- _Exercise input_
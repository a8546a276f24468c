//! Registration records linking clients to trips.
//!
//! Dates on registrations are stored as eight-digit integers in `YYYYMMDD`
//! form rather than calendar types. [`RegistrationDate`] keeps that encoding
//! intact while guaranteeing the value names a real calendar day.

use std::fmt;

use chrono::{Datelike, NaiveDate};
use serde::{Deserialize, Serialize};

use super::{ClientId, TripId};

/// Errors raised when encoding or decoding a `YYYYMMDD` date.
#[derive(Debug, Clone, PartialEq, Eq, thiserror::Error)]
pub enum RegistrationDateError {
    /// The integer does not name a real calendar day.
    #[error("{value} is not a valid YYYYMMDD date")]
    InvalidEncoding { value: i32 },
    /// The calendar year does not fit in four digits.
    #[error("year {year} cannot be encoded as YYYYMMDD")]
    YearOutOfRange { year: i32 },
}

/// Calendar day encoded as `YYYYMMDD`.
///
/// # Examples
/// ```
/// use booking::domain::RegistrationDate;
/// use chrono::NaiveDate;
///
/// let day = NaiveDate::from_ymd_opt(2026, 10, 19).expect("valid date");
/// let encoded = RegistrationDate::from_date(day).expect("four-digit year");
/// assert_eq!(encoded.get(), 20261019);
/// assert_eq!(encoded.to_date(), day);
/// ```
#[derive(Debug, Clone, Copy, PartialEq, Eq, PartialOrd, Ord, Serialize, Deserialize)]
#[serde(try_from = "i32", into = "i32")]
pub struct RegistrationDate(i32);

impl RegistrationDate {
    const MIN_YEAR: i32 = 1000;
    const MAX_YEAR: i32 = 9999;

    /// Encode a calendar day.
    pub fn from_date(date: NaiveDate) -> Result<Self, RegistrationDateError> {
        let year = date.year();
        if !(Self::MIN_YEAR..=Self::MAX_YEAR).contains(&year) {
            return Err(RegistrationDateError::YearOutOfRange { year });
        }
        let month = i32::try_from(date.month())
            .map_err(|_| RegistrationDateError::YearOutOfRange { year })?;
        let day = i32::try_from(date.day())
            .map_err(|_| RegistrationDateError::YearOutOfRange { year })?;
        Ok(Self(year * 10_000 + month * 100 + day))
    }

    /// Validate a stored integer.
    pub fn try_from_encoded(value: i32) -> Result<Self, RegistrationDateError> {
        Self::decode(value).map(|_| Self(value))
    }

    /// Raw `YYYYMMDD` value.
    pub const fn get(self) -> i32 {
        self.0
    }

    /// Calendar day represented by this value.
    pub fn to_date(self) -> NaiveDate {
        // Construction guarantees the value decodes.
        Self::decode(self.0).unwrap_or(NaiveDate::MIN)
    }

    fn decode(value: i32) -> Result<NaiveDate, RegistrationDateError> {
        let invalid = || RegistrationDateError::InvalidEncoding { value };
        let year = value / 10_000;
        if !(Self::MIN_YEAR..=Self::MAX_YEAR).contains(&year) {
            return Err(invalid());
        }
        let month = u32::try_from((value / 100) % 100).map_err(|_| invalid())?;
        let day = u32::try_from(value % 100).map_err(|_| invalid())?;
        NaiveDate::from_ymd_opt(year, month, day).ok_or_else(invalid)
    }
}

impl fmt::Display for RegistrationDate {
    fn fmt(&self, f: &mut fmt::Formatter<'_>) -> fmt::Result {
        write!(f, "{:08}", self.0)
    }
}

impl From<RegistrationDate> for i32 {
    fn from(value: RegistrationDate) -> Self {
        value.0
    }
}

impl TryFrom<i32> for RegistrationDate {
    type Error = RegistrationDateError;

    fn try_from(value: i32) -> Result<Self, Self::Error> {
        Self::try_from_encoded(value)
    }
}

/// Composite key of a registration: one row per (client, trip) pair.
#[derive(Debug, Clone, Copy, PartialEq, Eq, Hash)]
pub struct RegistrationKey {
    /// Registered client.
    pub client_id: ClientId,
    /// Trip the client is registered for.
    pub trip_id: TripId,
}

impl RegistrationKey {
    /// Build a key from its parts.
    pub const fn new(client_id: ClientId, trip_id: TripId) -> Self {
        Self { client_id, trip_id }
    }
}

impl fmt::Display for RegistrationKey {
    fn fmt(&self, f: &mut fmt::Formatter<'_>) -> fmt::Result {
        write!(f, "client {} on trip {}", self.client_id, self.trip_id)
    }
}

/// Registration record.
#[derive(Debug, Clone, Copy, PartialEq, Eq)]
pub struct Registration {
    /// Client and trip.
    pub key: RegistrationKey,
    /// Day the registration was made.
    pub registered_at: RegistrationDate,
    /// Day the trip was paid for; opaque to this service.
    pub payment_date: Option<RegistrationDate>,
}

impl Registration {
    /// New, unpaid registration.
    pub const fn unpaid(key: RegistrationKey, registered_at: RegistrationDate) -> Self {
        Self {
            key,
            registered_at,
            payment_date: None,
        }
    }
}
* * *
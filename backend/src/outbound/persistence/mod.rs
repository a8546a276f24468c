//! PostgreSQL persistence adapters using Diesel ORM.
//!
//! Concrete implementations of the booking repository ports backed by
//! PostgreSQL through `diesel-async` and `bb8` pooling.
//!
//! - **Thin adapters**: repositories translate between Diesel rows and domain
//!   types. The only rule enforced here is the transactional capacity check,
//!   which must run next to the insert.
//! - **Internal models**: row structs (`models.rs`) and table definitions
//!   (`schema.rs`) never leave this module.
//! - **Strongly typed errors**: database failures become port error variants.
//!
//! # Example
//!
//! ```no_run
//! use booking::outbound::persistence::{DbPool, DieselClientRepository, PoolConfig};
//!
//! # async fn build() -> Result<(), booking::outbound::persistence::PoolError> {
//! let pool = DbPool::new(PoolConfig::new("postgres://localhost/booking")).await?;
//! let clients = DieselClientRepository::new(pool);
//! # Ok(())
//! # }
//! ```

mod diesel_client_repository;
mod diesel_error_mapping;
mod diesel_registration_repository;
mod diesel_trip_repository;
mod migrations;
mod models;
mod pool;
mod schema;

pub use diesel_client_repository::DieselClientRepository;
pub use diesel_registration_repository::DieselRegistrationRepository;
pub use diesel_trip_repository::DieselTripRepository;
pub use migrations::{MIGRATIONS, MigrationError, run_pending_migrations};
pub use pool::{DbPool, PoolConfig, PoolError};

- _Exercise_
Look through the entries above and list every line containing "Copy".

- _Solution below_
#[derive(Debug, Clone, Copy, PartialEq, Eq, PartialOrd, Ord, Serialize, Deserialize)]
#[derive(Debug, Clone, Copy, PartialEq, Eq, Hash)]
#[derive(Debug, Clone, Copy, PartialEq, Eq)]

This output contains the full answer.